**DATA RECORDS:**
········

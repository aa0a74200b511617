use anyhow::{Context, Result};
use serde_json::Value;
use tracing::{debug, info, warn};

use crate::browser::locator::MARK_ATTRIBUTE;
use crate::browser::{Located, Locator, PageDriver, Readiness, Wait, find_first, wait_for};
use crate::dashboard::{Timing, pause};
use crate::error::StepError;

const MARK: &str = "download";

fn button_locators() -> Vec<Locator> {
    vec![
        Locator::xpath(
            "//span[text()='download' and contains(@class, 'material-symbols-outlined')]/parent::button",
        ),
        Locator::css("button[type='button'][tabindex='0'].MuiButton-outlined"),
        Locator::css("button.force-display.css-1r9ztn7"),
    ]
}

/// Page scripts that look for the button structurally. Each one tags what
/// it finds with the mark attribute and returns `true`.
fn search_scripts() -> [(&'static str, String); 3] {
    let tag = |body: &str| {
        format!(
            r#"(() => {{
                document.querySelectorAll("[{MARK_ATTRIBUTE}='{MARK}']").forEach(e => e.removeAttribute("{MARK_ATTRIBUTE}"));
                const found = (() => {{ {body} }})();
                if (!found) return false;
                found.setAttribute("{MARK_ATTRIBUTE}", "{MARK}");
                return true;
            }})()"#
        )
    };

    [
        (
            "icon parent",
            tag(r#"
                const span = document.evaluate("//span[text()='download' and contains(@class, 'material-symbols-outlined')]", document, null, XPathResult.FIRST_ORDERED_NODE_TYPE, null).singleNodeValue;
                const parent = span && span.parentElement;
                return parent && parent.tagName.toLowerCase() === "button" ? parent : null;
            "#),
        ),
        (
            "toolbar position",
            tag(r#"
                for (const div of document.querySelectorAll("div[style*='position: absolute']")) {
                    if (!(div.getAttribute("style") || "").includes("gap: 8px")) continue;
                    for (const button of div.querySelectorAll("button")) {
                        for (const span of button.querySelectorAll("span")) {
                            if (span.textContent.trim() === "download") return button;
                        }
                    }
                }
                return null;
            "#),
        ),
        (
            "MUI button scan",
            tag(r#"
                for (const button of document.querySelectorAll("button[class*='MuiButton']")) {
                    const html = button.innerHTML;
                    if (html.includes("download") && html.includes("material-symbols-outlined") && html.includes("MuiIcon-root")) return button;
                }
                return null;
            "#),
        ),
    ]
}

/// Element counts logged when no strategy finds the button.
#[derive(Debug, Clone, Copy, Default, PartialEq, Eq)]
pub struct Diagnostics {
    pub download_text: usize,
    pub material_icons: usize,
    pub absolute_divs: usize,
    pub mui_buttons: usize,
}

pub async fn diagnose(page: &dyn PageDriver) -> Diagnostics {
    let count = |locator: Locator| async move {
        match page.count(&locator).await {
            Ok(n) => n,
            Err(e) => {
                warn!(%locator, error = %e, "diagnostic count failed");
                0
            }
        }
    };

    Diagnostics {
        download_text: count(Locator::xpath("//*[contains(text(), 'download')]")).await,
        material_icons: count(Locator::css(".material-symbols-outlined")).await,
        absolute_divs: count(Locator::css("div[style*='position: absolute']")).await,
        mui_buttons: count(Locator::css("button[class*='MuiButton']")).await,
    }
}

/// Finds the report download button: the locator list first, then the
/// structural page searches.
pub async fn locate_download_button(
    page: &dyn PageDriver,
    wait: Wait,
) -> Result<Located, StepError> {
    if let Some(located) = find_first(page, &button_locators(), Readiness::Clickable, wait).await {
        info!(locator = %located.locator, strategy = 1, "download button found");
        return Ok(located);
    }

    let marked = Locator::marked(MARK);
    for (i, (name, script)) in search_scripts().iter().enumerate() {
        let strategy = i + 2;
        debug!(strategy, name, "searching for the download button");

        match page.evaluate(script).await {
            Ok(Value::Bool(true)) => {
                if wait_for(page, &marked, Readiness::Clickable, wait).await {
                    info!(strategy, name, "download button found");
                    return Ok(Located {
                        index: strategy - 1,
                        locator: marked,
                    });
                }
                debug!(strategy, "download button found but not clickable");
            }
            Ok(_) => {}
            Err(e) => warn!(strategy, error = %e, "download button search failed"),
        }
    }

    let diagnostics = diagnose(page).await;
    warn!(
        download_text = diagnostics.download_text,
        material_icons = diagnostics.material_icons,
        absolute_divs = diagnostics.absolute_divs,
        mui_buttons = diagnostics.mui_buttons,
        "download button not found"
    );

    Err(StepError::DownloadButtonMissing { strategies: 4 })
}

/// Clicks the download button. Returns whether the page showed any sign
/// of a download starting; the file itself is awaited on disk.
pub async fn download(page: &dyn PageDriver, timing: Timing) -> Result<bool> {
    info!("looking for the download button");
    let located = locate_download_button(page, timing.wait).await?;

    pause(timing.before_click).await;
    page.click(&located.locator)
        .await
        .context("failed to click the download button")?;
    info!("download button clicked");
    pause(timing.after_click).await;

    Ok(download_started(page).await)
}

pub async fn download_started(page: &dyn PageDriver) -> bool {
    match page.current_url().await {
        Ok(url) if url.to_lowercase().contains("download") => {
            info!(url = %url, "download URL detected");
            return true;
        }
        Ok(_) => {}
        Err(e) => warn!(error = %e, "could not read the current URL"),
    }

    let indicators = [
        Locator::css("*[class*='loading'], *[class*='progress'], .spinner"),
        Locator::xpath(
            "//*[contains(text(), 'download') or contains(text(), 'Download') or contains(text(), 'baixando')]",
        ),
        Locator::css("*[style*='display: block']"),
    ];
    for indicator in &indicators {
        match page.count(indicator).await {
            Ok(n) if n > 0 => {
                info!(%indicator, "download indicator detected");
                return true;
            }
            Ok(_) => {}
            Err(e) => warn!(%indicator, error = %e, "download indicator check failed"),
        }
    }

    warn!("no download indicator on the page; some downloads are silent");
    false
}

#[cfg(test)]
mod tests {
    use super::*;
    use crate::browser::Probe;
    use crate::browser::fake::FakePage;
    use crate::dashboard::tests::instant;
    use serde_json::json;

    const RANKING: &str = "https://sistema.example.test/ranking";

    #[tokio::test]
    async fn locator_list_is_tried_first() {
        let page = FakePage::new(RANKING);
        page.set(Locator::css("button.force-display.css-1r9ztn7"), Probe::Clickable);
        page.on_script("gap: 8px", json!(true));

        let located = locate_download_button(&page, instant().wait).await.unwrap();

        assert_eq!(located.index, 2);
        assert_eq!(located.locator, Locator::css("button.force-display.css-1r9ztn7"));
    }

    #[tokio::test]
    async fn falls_back_to_the_toolbar_search() {
        let page = FakePage::new(RANKING);
        page.on_script("gap: 8px", json!(true));
        page.set(Locator::marked("download"), Probe::Clickable);

        download(&page, instant()).await.unwrap();

        assert_eq!(page.clicks(), vec![Locator::marked("download")]);
    }

    #[tokio::test]
    async fn mui_scan_is_the_last_resort() {
        let page = FakePage::new(RANKING);
        page.on_script("MuiIcon-root", json!(true));
        page.set(Locator::marked("download"), Probe::Clickable);

        let located = locate_download_button(&page, instant().wait).await.unwrap();
        assert_eq!(located.index, 3);
    }

    #[tokio::test]
    async fn missing_button_fails_after_every_strategy() {
        let page = FakePage::new(RANKING);
        page.set_count(Locator::css("button[class*='MuiButton']"), 7);

        let err = download(&page, instant()).await.unwrap_err();

        assert!(matches!(
            err.downcast_ref::<StepError>(),
            Some(StepError::DownloadButtonMissing { strategies: 4 })
        ));
        assert!(page.clicks().is_empty());
        assert_eq!(diagnose(&page).await.mui_buttons, 7);
    }

    #[tokio::test]
    async fn download_url_counts_as_started() {
        let page = FakePage::new("https://sistema.example.test/api/Download?id=1");
        assert!(download_started(&page).await);

        let page = FakePage::new(RANKING);
        assert!(!download_started(&page).await);
        page.set_count(Locator::css("*[style*='display: block']"), 1);
        assert!(download_started(&page).await);
    }
}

········

**WORK ORDER:**
Print the listing above in its entirety, with every line exact.

**EXERCISE RESULT:**
repository aa0a74200b511617
use anyhow::{Context, Result};
use serde_json::Value;
use tracing::{debug, info, warn};

use crate::browser::locator::MARK_ATTRIBUTE;
use crate::browser::{Located, Locator, PageDriver, Readiness, Wait, find_first, wait_for};
use crate::dashboard::{Timing, pause};
use crate::error::StepError;

const MARK: &str = "download";

fn button_locators() -> Vec<Locator> {
    vec![
        Locator::xpath(
            "//span[text()='download' and contains(@class, 'material-symbols-outlined')]/parent::button",
        ),
        Locator::css("button[type='button'][tabindex='0'].MuiButton-outlined"),
        Locator::css("button.force-display.css-1r9ztn7"),
    ]
}

/// Page scripts that look for the button structurally. Each one tags what
/// it finds with the mark attribute and returns `true`.
fn search_scripts() -> [(&'static str, String); 3] {
    let tag = |body: &str| {
        format!(
            r#"(() => {{
                document.querySelectorAll("[{MARK_ATTRIBUTE}='{MARK}']").forEach(e => e.removeAttribute("{MARK_ATTRIBUTE}"));
                const found = (() => {{ {body} }})();
                if (!found) return false;
                found.setAttribute("{MARK_ATTRIBUTE}", "{MARK}");
                return true;
            }})()"#
        )
    };

    [
        (
            "icon parent",
            tag(r#"
                const span = document.evaluate("//span[text()='download' and contains(@class, 'material-symbols-outlined')]", document, null, XPathResult.FIRST_ORDERED_NODE_TYPE, null).singleNodeValue;
                const parent = span && span.parentElement;
                return parent && parent.tagName.toLowerCase() === "button" ? parent : null;
            "#),
        ),
        (
            "toolbar position",
            tag(r#"
                for (const div of document.querySelectorAll("div[style*='position: absolute']")) {
                    if (!(div.getAttribute("style") || "").includes("gap: 8px")) continue;
                    for (const button of div.querySelectorAll("button")) {
                        for (const span of button.querySelectorAll("span")) {
                            if (span.textContent.trim() === "download") return button;
                        }
                    }
                }
                return null;
            "#),
        ),
        (
            "MUI button scan",
            tag(r#"
                for (const button of document.querySelectorAll("button[class*='MuiButton']")) {
                    const html = button.innerHTML;
                    if (html.includes("download") && html.includes("material-symbols-outlined") && html.includes("MuiIcon-root")) return button;
                }
                return null;
            "#),
        ),
    ]
}

/// Element counts logged when no strategy finds the button.
#[derive(Debug, Clone, Copy, Default, PartialEq, Eq)]
pub struct Diagnostics {
    pub download_text: usize,
    pub material_icons: usize,
    pub absolute_divs: usize,
    pub mui_buttons: usize,
}

pub async fn diagnose(page: &dyn PageDriver) -> Diagnostics {
    let count = |locator: Locator| async move {
        match page.count(&locator).await {
            Ok(n) => n,
            Err(e) => {
                warn!(%locator, error = %e, "diagnostic count failed");
                0
            }
        }
    };

    Diagnostics {
        download_text: count(Locator::xpath("//*[contains(text(), 'download')]")).await,
        material_icons: count(Locator::css(".material-symbols-outlined")).await,
        absolute_divs: count(Locator::css("div[style*='position: absolute']")).await,
        mui_buttons: count(Locator::css("button[class*='MuiButton']")).await,
    }
}

/// Finds the report download button: the locator list first, then the
/// structural page searches.
pub async fn locate_download_button(
    page: &dyn PageDriver,
    wait: Wait,
) -> Result<Located, StepError> {
    if let Some(located) = find_first(page, &button_locators(), Readiness::Clickable, wait).await {
        info!(locator = %located.locator, strategy = 1, "download button found");
        return Ok(located);
    }

    let marked = Locator::marked(MARK);
    for (i, (name, script)) in search_scripts().iter().enumerate() {
        let strategy = i + 2;
        debug!(strategy, name, "searching for the download button");

        match page.evaluate(script).await {
            Ok(Value::Bool(true)) => {
                if wait_for(page, &marked, Readiness::Clickable, wait).await {
                    info!(strategy, name, "download button found");
                    return Ok(Located {
                        index: strategy - 1,
                        locator: marked,
                    });
                }
                debug!(strategy, "download button found but not clickable");
            }
            Ok(_) => {}
            Err(e) => warn!(strategy, error = %e, "download button search failed"),
        }
    }

    let diagnostics = diagnose(page).await;
    warn!(
        download_text = diagnostics.download_text,
        material_icons = diagnostics.material_icons,
        absolute_divs = diagnostics.absolute_divs,
        mui_buttons = diagnostics.mui_buttons,
        "download button not found"
    );

    Err(StepError::DownloadButtonMissing { strategies: 4 })
}

/// Clicks the download button. Returns whether the page showed any sign
/// of a download starting; the file itself is awaited on disk.
pub async fn download(page: &dyn PageDriver, timing: Timing) -> Result<bool> {
    info!("looking for the download button");
    let located = locate_download_button(page, timing.wait).await?;

    pause(timing.before_click).await;
    page.click(&located.locator)
        .await
        .context("failed to click the download button")?;
    info!("download button clicked");
    pause(timing.after_click).await;

    Ok(download_started(page).await)
}

pub async fn download_started(page: &dyn PageDriver) -> bool {
    match page.current_url().await {
        Ok(url) if url.to_lowercase().contains("download") => {
            info!(url = %url, "download URL detected");
            return true;
        }
        Ok(_) => {}
        Err(e) => warn!(error = %e, "could not read the current URL"),
    }

    let indicators = [
        Locator::css("*[class*='loading'], *[class*='progress'], .spinner"),
        Locator::xpath(
            "//*[contains(text(), 'download') or contains(text(), 'Download') or contains(text(), 'baixando')]",
        ),
        Locator::css("*[style*='display: block']"),
    ];
    for indicator in &indicators {
        match page.count(indicator).await {
            Ok(n) if n > 0 => {
                info!(%indicator, "download indicator detected");
                return true;
            }
            Ok(_) => {}
            Err(e) => warn!(%indicator, error = %e, "download indicator check failed"),
        }
    }

    warn!("no download indicator on the page; some downloads are silent");
    false
}

#[cfg(test)]
mod tests {
    use super::*;
    use crate::browser::Probe;
    use crate::browser::fake::FakePage;
    use crate::dashboard::tests::instant;
    use serde_json::json;

    const RANKING: &str = "https://sistema.example.test/ranking";

    #[tokio::test]
    async fn locator_list_is_tried_first() {
        let page = FakePage::new(RANKING);
        page.set(Locator::css("button.force-display.css-1r9ztn7"), Probe::Clickable);
        page.on_script("gap: 8px", json!(true));

        let located = locate_download_button(&page, instant().wait).await.unwrap();

        assert_eq!(located.index, 2);
        assert_eq!(located.locator, Locator::css("button.force-display.css-1r9ztn7"));
    }

    #[tokio::test]
    async fn falls_back_to_the_toolbar_search() {
        let page = FakePage::new(RANKING);
        page.on_script("gap: 8px", json!(true));
        page.set(Locator::marked("download"), Probe::Clickable);

        download(&page, instant()).await.unwrap();

        assert_eq!(page.clicks(), vec![Locator::marked("download")]);
    }

    #[tokio::test]
    async fn mui_scan_is_the_last_resort() {
        let page = FakePage::new(RANKING);
        page.on_script("MuiIcon-root", json!(true));
        page.set(Locator::marked("download"), Probe::Clickable);

        let located = locate_download_button(&page, instant().wait).await.unwrap();
        assert_eq!(located.index, 3);
    }

    #[tokio::test]
    async fn missing_button_fails_after_every_strategy() {
        let page = FakePage::new(RANKING);
        page.set_count(Locator::css("button[class*='MuiButton']"), 7);

        let err = download(&page, instant()).await.unwrap_err();

        assert!(matches!(
            err.downcast_ref::<StepError>(),
            Some(StepError::DownloadButtonMissing { strategies: 4 })
        ));
        assert!(page.clicks().is_empty());
        assert_eq!(diagnose(&page).await.mui_buttons, 7);
    }

    #[tokio::test]
    async fn download_url_counts_as_started() {
        let page = FakePage::new("https://sistema.example.test/api/Download?id=1");
        assert!(download_started(&page).await);

        let page = FakePage::new(RANKING);
        assert!(!download_started(&page).await);
        page.set_count(Locator::css("*[style*='display: block']"), 1);
        assert!(download_started(&page).await);
    }
}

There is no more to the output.